I might be concerned about profitability, but only from the "will the airplane be supported in the future" aspect. But you still see Lakes flying, and Seabees, and Grumman amphibians, even though they aren't supported by factories. The near-term effect of the loss of a company will probably be minor.

Employee satisfaction? Again, why would a customer care, as long as the build quality is adequate?

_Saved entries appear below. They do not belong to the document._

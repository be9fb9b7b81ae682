fn main() {
    println!("cargo:rerun-if-changed=build.rs");

    // Only the device build needs the ESP-IDF environment exported.
    #[cfg(feature = "espidf")]
    embuild::espidf::sysenv::output();
}
//! control-io firmware library.
//!
//! Exposes the pure-logic modules for integration testing and external
//! inspection. All ESP-IDF-specific code is guarded by
//! `#[cfg(target_os = "espidf")]` within each module.

#![deny(unused_must_use)]

pub mod app;
pub mod config;
pub mod error;
pub mod events;
pub mod pins;
pub mod scheduler;
pub mod timer;

// The device-facing modules compile on every target; the real
// implementations are guarded by cfg attributes inside.
pub mod adapters;
pub mod drivers;

pub use error::{Error, Result};
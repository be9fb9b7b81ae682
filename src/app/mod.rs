//! Application core — pure domain logic, zero I/O.
//!
//! This module contains the control rules for the panel: button gestures,
//! display and brightness state, and command routing.  All interaction with
//! pins and the network happens through **port traits** defined in
//! [`ports`], keeping this layer fully testable without real peripherals.

pub mod button;
pub mod commands;
pub mod display;
pub mod panel;
pub mod ports;
pub mod router;
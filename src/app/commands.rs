//! Inbound commands to the control core.
//!
//! A [`CommandEvent`] is the same value whether it came from an MQTT
//! message, a schedule fire or a button gesture; the
//! [`CommandRouter`](super::router::CommandRouter) interprets all of them.

use core::fmt;

use serde_json::Value;

/// Command payload: either parsed JSON or the raw text it failed to parse as.
#[derive(Debug, Clone, PartialEq)]
pub enum Payload {
    Json(Value),
    Raw(String),
}

impl Payload {
    /// Parse message text as JSON, keeping the raw text on failure.
    pub fn parse(text: &str) -> Self {
        match serde_json::from_str::<Value>(text) {
            Ok(value) => Self::Json(value),
            Err(_) => Self::Raw(text.to_string()),
        }
    }

    /// Loose truthiness: `false`, `null`, `0`, `""` (and empty raw text) are
    /// falsy, everything else is truthy.
    pub fn is_truthy(&self) -> bool {
        match self {
            Self::Json(Value::Null) => false,
            Self::Json(Value::Bool(b)) => *b,
            Self::Json(Value::Number(n)) => n.as_f64().is_some_and(|v| v != 0.0),
            Self::Json(Value::String(s)) | Self::Raw(s) => !s.is_empty(),
            Self::Json(Value::Array(_) | Value::Object(_)) => true,
        }
    }

    /// Interpret the payload as a brightness request.
    pub fn as_brightness(&self) -> Option<BrightnessValue> {
        let token = match self {
            Self::Json(Value::Number(n)) => {
                return n
                    .as_i64()
                    .or_else(|| n.as_f64().map(|v| v.round() as i64))
                    .map(BrightnessValue::Absolute);
            }
            Self::Json(Value::String(s)) | Self::Raw(s) => s.trim(),
            _ => return None,
        };
        match token {
            "+" => Some(BrightnessValue::Up),
            "-" => Some(BrightnessValue::Down),
            other => other.parse::<i64>().ok().map(BrightnessValue::Absolute),
        }
    }
}

impl From<Value> for Payload {
    fn from(value: Value) -> Self {
        Self::Json(value)
    }
}

impl fmt::Display for Payload {
    fn fmt(&self, f: &mut fmt::Formatter<'_>) -> fmt::Result {
        match self {
            Self::Json(v) => write!(f, "{}", v),
            Self::Raw(s) => write!(f, "{:?}", s),
        }
    }
}

/// Brightness request after payload interpretation.
#[derive(Debug, Clone, Copy, PartialEq, Eq)]
pub enum BrightnessValue {
    /// Absolute value, clamped by the controller.
    Absolute(i64),
    /// One step up (`+`).
    Up,
    /// One step down (`-`).
    Down,
}

/// The recognised command names.
#[derive(Debug, Clone, Copy, PartialEq, Eq)]
pub enum CommandName {
    Beep,
    Brightness,
    Display,
    LedRed,
    LedWhite,
}

impl CommandName {
    /// Exact, case-sensitive lookup.
    pub fn from_name(name: &str) -> Option<Self> {
        match name {
            "beep" => Some(Self::Beep),
            "brightness" => Some(Self::Brightness),
            "display" => Some(Self::Display),
            "ledRed" => Some(Self::LedRed),
            "ledWhite" => Some(Self::LedWhite),
            _ => None,
        }
    }

    pub fn as_str(self) -> &'static str {
        match self {
            Self::Beep => "beep",
            Self::Brightness => "brightness",
            Self::Display => "display",
            Self::LedRed => "ledRed",
            Self::LedWhite => "ledWhite",
        }
    }
}

impl fmt::Display for CommandName {
    fn fmt(&self, f: &mut fmt::Formatter<'_>) -> fmt::Result {
        f.write_str(self.as_str())
    }
}

/// A (target, payload) pair flowing into the router.
#[derive(Debug, Clone, PartialEq)]
pub struct CommandEvent {
    /// Command name, i.e. the topic remainder after `<prefix>/cmnd/`.
    pub name: String,
    pub payload: Payload,
}

impl CommandEvent {
    pub fn new(name: impl Into<String>, payload: impl Into<Payload>) -> Self {
        Self {
            name: name.into(),
            payload: payload.into(),
        }
    }

    pub fn display(on: bool) -> Self {
        Self::new(CommandName::Display.as_str(), Value::Bool(on))
    }
}

// ───────────────────────────────────────────────────────────────
// Topic layout
// ───────────────────────────────────────────────────────────────

/// Topic builder for one namespace prefix.
#[derive(Debug, Clone, PartialEq, Eq)]
pub struct Topics {
    prefix: String,
}

impl Topics {
    pub fn new(prefix: impl Into<String>) -> Self {
        Self {
            prefix: prefix.into(),
        }
    }

    /// Subscription filter for every command.
    pub fn command_filter(&self) -> String {
        format!("{}/cmnd/#", self.prefix)
    }

    /// `<prefix>/<name>/STATE`.
    pub fn state(&self, name: &str) -> String {
        format!("{}/{}/STATE", self.prefix, name)
    }

    /// Command name carried by `topic`, or `None` when the topic lies
    /// outside the command namespace.
    pub fn command_name<'t>(&self, topic: &'t str) -> Option<&'t str> {
        topic
            .strip_prefix(self.prefix.as_str())?
            .strip_prefix("/cmnd/")
            .filter(|name| !name.is_empty())
    }
}
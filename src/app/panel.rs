//! Control panel — the serialized event path.
//!
//! [`ControlPanel`] owns the command router (and through it the display
//! controller), both button machines and the health heartbeat.  The main
//! loop drains the event queue into [`ControlPanel::handle_event`] one
//! event at a time and calls [`ControlPanel::tick`] every loop cycle, so
//! no two handlers ever run concurrently.
//!
//! ```text
//!  Event::Edge ──▶ ButtonMachine ──▶ ButtonAction ─┐
//!  Event::Message ─────────────────────────────────┼──▶ CommandRouter
//!  Event::Scheduled ───────────────────────────────┘
//! ```

use core::ops::ControlFlow;

use log::{info, warn};
use serde_json::Value;

use super::button::{ButtonAction, ButtonId, ButtonMachine};
use super::commands::{CommandEvent, CommandName, Topics};
use super::ports::{Output, OutputPort, StatusPort};
use super::router::{CommandRouter, RouteError};
use crate::config::{NavigateConfig, SystemConfig};
use crate::events::{Event, TransportStatus};
use crate::timer::Interval;

/// Status name of the liveness topic.
const HEALTH_NAME: &str = "health";
const HEALTH_PAYLOAD: &str = "online";

pub struct ControlPanel {
    router: CommandRouter,
    upper: ButtonMachine,
    lower: ButtonMachine,
    heartbeat: Interval,
    navigate: NavigateConfig,
    topics: Topics,
    blink_half_cycles: u8,
    initial_display_on: bool,
    initial_brightness: u8,
}

impl ControlPanel {
    pub fn new(config: &SystemConfig) -> Self {
        let topics = Topics::new(config.topic_prefix.as_str());
        Self {
            router: CommandRouter::new(
                topics.clone(),
                config.outputs,
                config.brightness,
                &config.timing,
            ),
            upper: ButtonMachine::new(ButtonId::Upper, &config.timing),
            lower: ButtonMachine::new(ButtonId::Lower, &config.timing),
            heartbeat: Interval::new(config.timing.heartbeat_secs.saturating_mul(1_000)),
            navigate: config.navigate.clone(),
            topics,
            blink_half_cycles: config.timing.blink_half_cycles,
            initial_display_on: config.initial_display_on,
            initial_brightness: config.brightness.initial,
        }
    }

    pub fn router(&self) -> &CommandRouter {
        &self.router
    }

    pub fn button(&self, id: ButtonId) -> &ButtonMachine {
        match id {
            ButtonId::Upper => &self.upper,
            ButtonId::Lower => &self.lower,
        }
    }

    // ── Lifecycle ─────────────────────────────────────────────

    /// Blink both button LEDs, apply and publish the initial display
    /// state and send the first health beat.
    pub fn start(
        &mut self,
        now_ms: u64,
        hw: &mut impl OutputPort,
        status: &mut impl StatusPort,
    ) -> Result<(), RouteError> {
        let display = self.router.display_mut();
        display.startup_blink(Output::LedRed, self.blink_half_cycles, now_ms, hw);
        display.startup_blink(Output::LedWhite, self.blink_half_cycles, now_ms, hw);

        self.router.dispatch(
            &CommandEvent::display(self.initial_display_on),
            now_ms,
            hw,
            status,
        )?;
        self.router.dispatch(
            &CommandEvent::new(CommandName::Brightness.as_str(), Value::from(self.initial_brightness)),
            now_ms,
            hw,
            status,
        )?;

        self.publish_health(status);
        self.heartbeat.start(now_ms);
        info!("Panel: started ({:?})", self.router.display().state());
        Ok(())
    }

    /// Blank the backlight, stop the heartbeat and close the transport.
    pub fn shutdown(&mut self, hw: &mut impl OutputPort, status: &mut impl StatusPort) {
        info!("Panel: shutting down");
        self.router.display_mut().blank(hw);
        self.heartbeat.cancel();
        status.close();
    }

    // ── Event path ────────────────────────────────────────────

    /// Process one queued event.  Returns `Break` once the panel has shut
    /// down and the loop should exit.
    pub fn handle_event(
        &mut self,
        event: Event,
        now_ms: u64,
        hw: &mut impl OutputPort,
        status: &mut impl StatusPort,
    ) -> Result<ControlFlow<()>, RouteError> {
        match event {
            Event::Edge { button, level } => {
                let display_on = self.router.display().is_on();
                let actions = self.machine_mut(button).on_edge(level, display_on, now_ms);
                for action in actions {
                    self.apply(button, action, now_ms, hw, status)?;
                }
            }
            Event::Message { topic, payload } => {
                self.router
                    .handle_message(&topic, &payload, now_ms, hw, status)?;
            }
            Event::Scheduled(command) => {
                self.router.dispatch(&command, now_ms, hw, status)?;
            }
            Event::Transport(TransportStatus::Connected) => {
                info!("Panel: transport connected, republishing state");
                self.router.display().republish(status);
                for id in [ButtonId::Upper, ButtonId::Lower] {
                    let pressed = self.button(id).is_pressed();
                    self.notify(id, pressed, status);
                }
                self.publish_health(status);
            }
            Event::Transport(TransportStatus::Disconnected) => {
                warn!("Panel: transport disconnected");
            }
            Event::Shutdown => {
                self.shutdown(hw, status);
                return Ok(ControlFlow::Break(()));
            }
        }
        Ok(ControlFlow::Continue(()))
    }

    /// Advance every timer: beeper, blinks, hold/suppression, heartbeat.
    pub fn tick(
        &mut self,
        now_ms: u64,
        hw: &mut impl OutputPort,
        status: &mut impl StatusPort,
    ) -> Result<(), RouteError> {
        self.router.tick(now_ms, hw);

        for id in [ButtonId::Upper, ButtonId::Lower] {
            if let Some(action) = self.machine_mut(id).tick(now_ms) {
                self.apply(id, action, now_ms, hw, status)?;
            }
        }

        if self.heartbeat.poll(now_ms) {
            self.publish_health(status);
        }
        Ok(())
    }

    // ── Internal ──────────────────────────────────────────────

    fn machine_mut(&mut self, id: ButtonId) -> &mut ButtonMachine {
        match id {
            ButtonId::Upper => &mut self.upper,
            ButtonId::Lower => &mut self.lower,
        }
    }

    fn apply(
        &mut self,
        id: ButtonId,
        action: ButtonAction,
        now_ms: u64,
        hw: &mut impl OutputPort,
        status: &mut impl StatusPort,
    ) -> Result<(), RouteError> {
        match action {
            ButtonAction::Command(command) => {
                self.router.dispatch(&command, now_ms, hw, status)?;
            }
            ButtonAction::Navigate => {
                if let Err(e) = status.publish(&self.navigate.topic, &self.navigate.payload, false) {
                    warn!("Panel: navigate publish failed: {}", e);
                }
            }
            ButtonAction::Notify { pressed } => self.notify(id, pressed, status),
        }
        Ok(())
    }

    /// Publish a button's logical level, retained.
    fn notify(&self, id: ButtonId, pressed: bool, status: &mut impl StatusPort) {
        let topic = self.topics.state(id.status_name());
        if let Err(e) = status.publish(&topic, if pressed { "1" } else { "0" }, true) {
            warn!("Panel: {} publish failed: {}", topic, e);
        }
    }

    fn publish_health(&self, status: &mut impl StatusPort) {
        let topic = self.topics.state(HEALTH_NAME);
        if let Err(e) = status.publish(&topic, HEALTH_PAYLOAD, true) {
            warn!("Panel: heartbeat publish failed: {}", e);
        }
    }
}
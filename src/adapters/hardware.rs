//! Hardware adapter — bridges the panel outputs to the [`OutputPort`] trait.
//!
//! Maps each logical [`Output`] to its configured GPIO and forwards writes
//! to the raw `hw_init` helpers.  This is the only module in the system
//! that drives actual pins.  On non-espidf targets the helpers are no-op
//! simulations.

use log::{debug, warn};

use crate::app::ports::{Output, OutputPort};
use crate::config::OutputPins;
use crate::drivers::hw_init::{self, LEDC_CH_BACKLIGHT};

/// Concrete adapter for the panel's outputs.
pub struct HardwareAdapter {
    pins: OutputPins,
}

impl HardwareAdapter {
    pub fn new(pins: OutputPins) -> Self {
        Self { pins }
    }

    fn pin_for(&self, output: Output) -> Option<i32> {
        match output {
            Output::Display => self.pins.display,
            Output::Brightness => self.pins.brightness,
            Output::LedRed => self.pins.led_red,
            Output::LedWhite => self.pins.led_white,
            Output::Beeper => self.pins.beeper,
        }
    }
}

// ── OutputPort implementation ─────────────────────────────────

impl OutputPort for HardwareAdapter {
    fn write_digital(&mut self, output: Output, high: bool) {
        match self.pin_for(output) {
            Some(pin) => {
                debug!("hw: {:?} (GPIO{}) <- {}", output, pin, high);
                hw_init::gpio_write(pin, high);
            }
            None => warn!("hw: {:?} has no pin, write dropped", output),
        }
    }

    fn write_pwm(&mut self, duty: u8) {
        if self.pins.brightness.is_none() {
            warn!("hw: backlight has no pin, duty {} dropped", duty);
            return;
        }
        hw_init::ledc_set(LEDC_CH_BACKLIGHT, duty);
    }
}
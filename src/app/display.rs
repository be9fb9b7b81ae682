//! Display & brightness controller.
//!
//! Sole owner of [`DisplayState`].  Every mutation writes the hardware and
//! republishes the retained `STATE` topic, even when the value did not
//! change.  The beeper pulse and the startup blink are driven by deadline
//! timers polled from [`DisplayController::tick`].

use heapless::Vec;
use log::{debug, warn};

use super::commands::{BrightnessValue, Topics};
use super::ports::{Output, OutputPort, StatusPort};
use crate::config::{BrightnessConfig, TimingConfig, BRIGHTNESS_CEILING};
use crate::timer::{Interval, Timer};

/// At most one blink per button LED.
const MAX_BLINKS: usize = 2;

/// Logical display state.
#[derive(Debug, Clone, Copy, PartialEq, Eq)]
pub struct DisplayState {
    pub on: bool,
    /// Always within `[0, max]`, and `max` never exceeds 190.
    pub brightness: u8,
}

/// A running startup blink on one output.
#[derive(Debug, Clone, Copy)]
struct Blink {
    target: Output,
    level: bool,
    remaining: u8,
    interval: Interval,
}

pub struct DisplayController {
    state: DisplayState,
    limits: BrightnessConfig,
    beep_ms: u64,
    blink_interval_ms: u64,
    beep_off: Timer,
    blinks: Vec<Blink, MAX_BLINKS>,
    /// Last commanded level of each button LED, `None` until first set.
    led_red: Option<bool>,
    led_white: Option<bool>,
    topics: Topics,
}

impl DisplayController {
    pub fn new(topics: Topics, mut limits: BrightnessConfig, timing: &TimingConfig) -> Self {
        limits.max = limits.max.min(BRIGHTNESS_CEILING);
        Self {
            state: DisplayState {
                on: false,
                brightness: limits.initial.min(limits.max),
            },
            limits,
            beep_ms: timing.beep_ms,
            blink_interval_ms: timing.blink_interval_ms,
            beep_off: Timer::new(),
            blinks: Vec::new(),
            led_red: None,
            led_white: None,
            topics,
        }
    }

    pub fn state(&self) -> DisplayState {
        self.state
    }

    pub fn is_on(&self) -> bool {
        self.state.on
    }

    pub fn brightness(&self) -> u8 {
        self.state.brightness
    }

    /// Whether the beeper pulse is still running.
    pub fn is_beeping(&self) -> bool {
        self.beep_off.is_armed()
    }

    // ── Commands ──────────────────────────────────────────────

    /// Store the flag, write the power pin and republish `0`/`1`.
    pub fn set_display(
        &mut self,
        on: bool,
        hw: &mut impl OutputPort,
        status: &mut impl StatusPort,
    ) {
        self.state.on = on;
        hw.write_digital(Output::Display, on);
        self.publish(status, Output::Display, if on { "1" } else { "0" });
    }

    /// Apply an absolute or relative brightness, clamp, write PWM, republish.
    /// Returns the stored value.
    pub fn set_brightness(
        &mut self,
        value: BrightnessValue,
        hw: &mut impl OutputPort,
        status: &mut impl StatusPort,
    ) -> u8 {
        let current = i64::from(self.state.brightness);
        let step = i64::from(self.limits.step);
        let requested = match value {
            BrightnessValue::Absolute(v) => v,
            BrightnessValue::Up => current + step,
            BrightnessValue::Down => current - step,
        };
        let clamped = requested.clamp(0, i64::from(self.limits.max)) as u8;
        if i64::from(clamped) != requested {
            debug!("Display: brightness {} clamped to {}", requested, clamped);
        }

        self.state.brightness = clamped;
        hw.write_pwm(clamped);
        self.publish(status, Output::Brightness, &clamped.to_string());
        clamped
    }

    /// Start a beeper pulse and report it on `beep/STATE`.  A beep during a
    /// running pulse restarts it.
    pub fn beep(&mut self, now_ms: u64, hw: &mut impl OutputPort, status: &mut impl StatusPort) {
        hw.write_digital(Output::Beeper, true);
        self.beep_off.start(now_ms, self.beep_ms);
        self.publish(status, Output::Beeper, "1");
    }

    /// Pass-through write for the button LEDs, plus retained republish.
    pub fn set_aux_output(
        &mut self,
        target: Output,
        on: bool,
        hw: &mut impl OutputPort,
        status: &mut impl StatusPort,
    ) {
        match target {
            Output::LedRed => self.led_red = Some(on),
            Output::LedWhite => self.led_white = Some(on),
            _ => {}
        }
        hw.write_digital(target, on);
        self.publish(status, target, if on { "1" } else { "0" });
    }

    /// Toggle `target` every blink interval for `half_cycles` toggles.
    /// The first toggle happens immediately.
    pub fn startup_blink(
        &mut self,
        target: Output,
        half_cycles: u8,
        now_ms: u64,
        hw: &mut impl OutputPort,
    ) {
        if half_cycles == 0 {
            return;
        }
        self.blinks.retain(|b| b.target != target);

        hw.write_digital(target, true);
        let mut interval = Interval::new(self.blink_interval_ms);
        interval.start(now_ms);
        let blink = Blink {
            target,
            level: true,
            remaining: half_cycles - 1,
            interval,
        };
        if blink.remaining > 0 && self.blinks.push(blink).is_err() {
            warn!("Display: blink table full, {:?} left on", target);
        }
    }

    /// Whether any startup blink is still toggling.
    pub fn is_blinking(&self) -> bool {
        !self.blinks.is_empty()
    }

    /// Publish the current display flag, brightness and any commanded LED
    /// levels again, e.g. after the transport reconnects.  No hardware writes.
    pub fn republish(&self, status: &mut impl StatusPort) {
        self.publish(status, Output::Display, if self.state.on { "1" } else { "0" });
        self.publish(status, Output::Brightness, &self.state.brightness.to_string());
        for (target, level) in [(Output::LedRed, self.led_red), (Output::LedWhite, self.led_white)] {
            if let Some(on) = level {
                self.publish(status, target, if on { "1" } else { "0" });
            }
        }
    }

    /// Drive the backlight to zero without touching stored state.
    pub fn blank(&mut self, hw: &mut impl OutputPort) {
        hw.write_pwm(0);
    }

    /// Advance the beeper and blink timers.
    pub fn tick(&mut self, now_ms: u64, hw: &mut impl OutputPort) {
        if self.beep_off.poll(now_ms) {
            hw.write_digital(Output::Beeper, false);
        }

        for blink in &mut self.blinks {
            if blink.interval.poll(now_ms) {
                blink.level = !blink.level;
                blink.remaining -= 1;
                hw.write_digital(blink.target, blink.level);
            }
        }
        self.blinks.retain(|b| b.remaining > 0);
    }

    // ── Internal ──────────────────────────────────────────────

    fn publish(&self, status: &mut impl StatusPort, output: Output, payload: &str) {
        let topic = self.topics.state(output.status_name());
        if let Err(e) = status.publish(&topic, payload, true) {
            warn!("Display: publish {} <- {} failed: {}", topic, payload, e);
        }
    }
}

Might as well add rows as to whether there are any conflict diamonds in the instruments, Huawei chips in the avionics, or plastic straws in the glove box.....

Ron Wanttaja

pictsidhe

Well-Known Member
Huawei? I'm much more worried about Cisco. There are plenty of allegations about the former, there have been numerous revealed actual security holes with the latter...

jedi

Well-Known Member
Assume I'm sitting here with $400,000 burning a hole in my pocket, and a hankering for a small amphibian. Why would I care how much the Icon executives make? In fact, if I've got that much money to throw away, I'd probably LIKE it if they were making a lot. I might be concerned about profitability, but only from the "will the airplane be supported in the future" aspect. But you still see Lakes flying, and Seabees, and Grumman amphibians, even though they aren't supported by factories. The near-term effect of the loss of a company will probably be minor. Employee satisfaction? Again, why would a customer care, as long as the build quality is adequate? Might as well add rows as to whether there are any conflict diamonds in the instruments, Huawei chips in the avionics, or plastic straws in the glove box..... Ron Wanttaja I care not because I want to buy an Icon. I care because I would Ike to develop and manufacture a product. I am looking for a successful business to emulate. I would like a 6 figure income and a good product. I do not want the outcome of any number of aircraft manufacturers like you so rightly listed and the even more current list such as Inovator, B lite, Back Yard Flyer, CGS Hawk, Quicksilver, etc. etc. etc. I would like to get your imaginary$400,000 and you, as one customer, are perhaps easier to work with than the 1,000s of customers that would be needed at $40 per person. In your opinion are B.B. and I waisting our time attempting to make an inexpensive aircraft? Is there mass market for a 21 st century Ford Fliver or the Kitty Hawk multicopter personal air vehicle? Icon was developed on the idea that there was a market for 3,000* aircraft per year. North American over estimated the market for the Sea Bee and Ercoupe went out of businesses for the same reason. We can agree that if the Icon were less than$100,000 there would be many more sales. But, I still question if the market would support that volume for twenty years.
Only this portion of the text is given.